**REQUIREMENT**.
Here is the task for the records below: repeat exactly the lines from the one with "image::Rgb([blend(p[0]), blend(p[1]), blend(p[2])])" to the one with "if data[i] != 0xFF", both included, and nothing else.

▬▬▬▬▬▬

//! # Image Normalization
//!
//! Photos arrive as whatever the camera or browser produced: JPEG or PNG,
//! any resolution, possibly sideways with an EXIF orientation tag, possibly
//! transparent. Everything leaves as an upright baseline JPEG scaled to fit
//! its bounding box, so the PDF writer only ever embeds one kind of image
//! (DCTDecode, DeviceRGB).
//!
//! One output pixel is one point on the page.

use std::io::Cursor;

use image::imageops::FilterType;
use image::{DynamicImage, RgbImage};

use crate::error::ImageError;

/// A photo ready for embedding.
#[derive(Debug, Clone, PartialEq)]
pub struct NormalizedImage {
    /// Baseline JPEG bytes.
    pub jpeg: Vec<u8>,
    pub width_px: u32,
    pub height_px: u32,
}

impl NormalizedImage {
    /// Display size in points.
    pub fn size(&self) -> (f64, f64) {
        (self.width_px as f64, self.height_px as f64)
    }
}

#[derive(Debug, Clone)]
pub struct ImageNormalizer {
    quality: u8,
}

impl Default for ImageNormalizer {
    fn default() -> Self {
        Self::new(85)
    }
}

impl ImageNormalizer {
    pub fn new(quality: u8) -> Self {
        Self {
            quality: quality.clamp(1, 100),
        }
    }

    /// Decode, orient, scale and re-encode one photo payload.
    pub fn normalize(
        &self,
        photo_id: &str,
        data: &[u8],
        max_width: f64,
        max_height: f64,
    ) -> Result<NormalizedImage, ImageError> {
        let img = decode_image_bytes(data).map_err(|e| ImageError::decode(photo_id, e))?;

        let img = if is_jpeg(data) {
            match read_exif_orientation(data) {
                Some(orientation) => apply_orientation(img, orientation),
                None => img,
            }
        } else {
            img
        };

        let (width, height) = fit_dimensions(img.width(), img.height(), max_width, max_height);
        let rgb = flatten_onto_white(&img);
        let rgb = if (rgb.width(), rgb.height()) == (width, height) {
            rgb
        } else {
            image::imageops::resize(&rgb, width, height, FilterType::Triangle)
        };

        let mut jpeg = Vec::new();
        let encoder = image::codecs::jpeg::JpegEncoder::new_with_quality(&mut jpeg, self.quality);
        image::ImageEncoder::write_image(
            encoder,
            rgb.as_raw(),
            width,
            height,
            image::ColorType::Rgb8,
        )
        .map_err(|e| ImageError::decode(photo_id, format!("JPEG encode failed: {}", e)))?;

        Ok(NormalizedImage {
            jpeg,
            width_px: width,
            height_px: height,
        })
    }
}

/// Scale `(width, height)` into a `max_width` x `max_height` box.
///
/// Landscape and square sources are fitted by width, portrait sources by
/// height, never upscaled. If the other side still overflows its limit it is
/// clamped and the fitted side shrinks to keep the aspect ratio, so the
/// result always fits the box.
pub fn fit_dimensions(width: u32, height: u32, max_width: f64, max_height: f64) -> (u32, u32) {
    let (w, h) = (width.max(1) as f64, height.max(1) as f64);
    let max_w = max_width.floor().max(1.0);
    let max_h = max_height.floor().max(1.0);

    let (mut out_w, mut out_h) = if w >= h {
        let out_w = w.min(max_w);
        (out_w, (h * out_w / w).round())
    } else {
        let out_h = h.min(max_h);
        ((w * out_h / h).round(), out_h)
    };

    if out_h > max_h {
        out_h = max_h;
        out_w = (w * out_h / h).round();
    }
    if out_w > max_w {
        out_w = max_w;
        out_h = (h * out_w / w).round();
    }

    ((out_w as u32).max(1), (out_h as u32).max(1))
}

/// Decode an embedded payload: a `data:image/...;base64,` URI or raw base64.
pub fn decode_embedded(src: &str) -> Result<Vec<u8>, String> {
    let src = src.trim();
    if let Some(rest) = src.strip_prefix("data:") {
        let comma_pos = rest
            .find(',')
            .ok_or_else(|| "Invalid data URI: missing comma".to_string())?;
        if !rest[..comma_pos].ends_with(";base64") {
            return Err("Invalid data URI: only base64 payloads are supported".to_string());
        }
        return base64_decode(&rest[comma_pos + 1..]);
    }
    base64_decode(src)
}

fn base64_decode(input: &str) -> Result<Vec<u8>, String> {
    use base64::Engine;
    let compact: String = input.chars().filter(|c| !c.is_ascii_whitespace()).collect();
    base64::engine::general_purpose::STANDARD
        .decode(compact)
        .map_err(|e| format!("Base64 decode error: {}", e))
}

/// Detect image format from magic bytes and decode accordingly.
fn decode_image_bytes(data: &[u8]) -> Result<DynamicImage, String> {
    if data.len() < 4 {
        return Err("Image data too short".to_string());
    }
    if !is_jpeg(data) && !is_png(data) {
        return Err("Unsupported image format (expected JPEG or PNG)".to_string());
    }

    image::io::Reader::new(Cursor::new(data))
        .with_guessed_format()
        .map_err(|e| format!("Format detection error: {}", e))?
        .decode()
        .map_err(|e| format!("Failed to decode image: {}", e))
}

fn is_jpeg(data: &[u8]) -> bool {
    data.len() >= 2 && data[0] == 0xFF && data[1] == 0xD8
}

fn is_png(data: &[u8]) -> bool {
    data.len() >= 4 && data[0] == 0x89 && data[1] == 0x50 && data[2] == 0x4E && data[3] == 0x47
}

/// Composite any alpha channel over white and drop it.
fn flatten_onto_white(img: &DynamicImage) -> RgbImage {
    if !img.color().has_alpha() {
        return img.to_rgb8();
    }
    let rgba = img.to_rgba8();
    RgbImage::from_fn(rgba.width(), rgba.height(), |x, y| {
        let p = rgba.get_pixel(x, y);
        let a = p[3] as u32;
        let blend = |c: u8| ((c as u32 * a + 255 * (255 - a) + 127) / 255) as u8;
        image::Rgb([blend(p[0]), blend(p[1]), blend(p[2])])
    })
}

/// Find the EXIF Orientation tag (0x0112) in a JPEG's APP1 segment.
fn read_exif_orientation(data: &[u8]) -> Option<u16> {
    let mut i = 2; // skip SOI
    while i + 3 < data.len() {
        if data[i] != 0xFF {
            return None;
        }
        let marker = data[i + 1];
        // Start of scan: no more metadata
        if marker == 0xDA {
            return None;
        }
        let seg_len = u16::from_be_bytes([data[i + 2], data[i + 3]]) as usize;
        let segment = data.get(i + 4..i + 2 + seg_len)?;
        if marker == 0xE1 && segment.starts_with(b"Exif\0\0") {
            return tiff_orientation(&segment[6..]);
        }
        i += 2 + seg_len;
    }
    None
}

fn tiff_orientation(tiff: &[u8]) -> Option<u16> {
    let little_endian = match tiff.get(0..2)? {
        b"II" => true,
        b"MM" => false,
        _ => return None,
    };
    let u16_at = |off: usize| -> Option<u16> {
        let b = tiff.get(off..off + 2)?;
        Some(if little_endian {
            u16::from_le_bytes([b[0], b[1]])
        } else {
            u16::from_be_bytes([b[0], b[1]])
        })
    };
    let u32_at = |off: usize| -> Option<u32> {
        let b = tiff.get(off..off + 4)?;
        let b = [b[0], b[1], b[2], b[3]];
        Some(if little_endian {
            u32::from_le_bytes(b)
        } else {
            u32::from_be_bytes(b)
        })
    };

    let ifd = u32_at(4)? as usize;
    let count = u16_at(ifd)? as usize;
    (0..count)
        .map(|n| ifd + 2 + n * 12)
        .find(|&entry| u16_at(entry) == Some(0x0112))
        .and_then(|entry| u16_at(entry + 8))
}

fn apply_orientation(img: DynamicImage, orientation: u16) -> DynamicImage {
    match orientation {
        2 => img.fliph(),
        3 => img.rotate180(),
        4 => img.flipv(),
        5 => img.rotate90().fliph(),
        6 => img.rotate90(),
        7 => img.rotate270().fliph(),
        8 => img.rotate270(),
        _ => img,
    }
}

▬▬▬▬▬▬

**TASK RESPONSE**.
        image::Rgb([blend(p[0]), blend(p[1]), blend(p[2])])
    })
}

/// Find the EXIF Orientation tag (0x0112) in a JPEG's APP1 segment.
fn read_exif_orientation(data: &[u8]) -> Option<u16> {
    let mut i = 2; // skip SOI
    while i + 3 < data.len() {
        if data[i] != 0xFF {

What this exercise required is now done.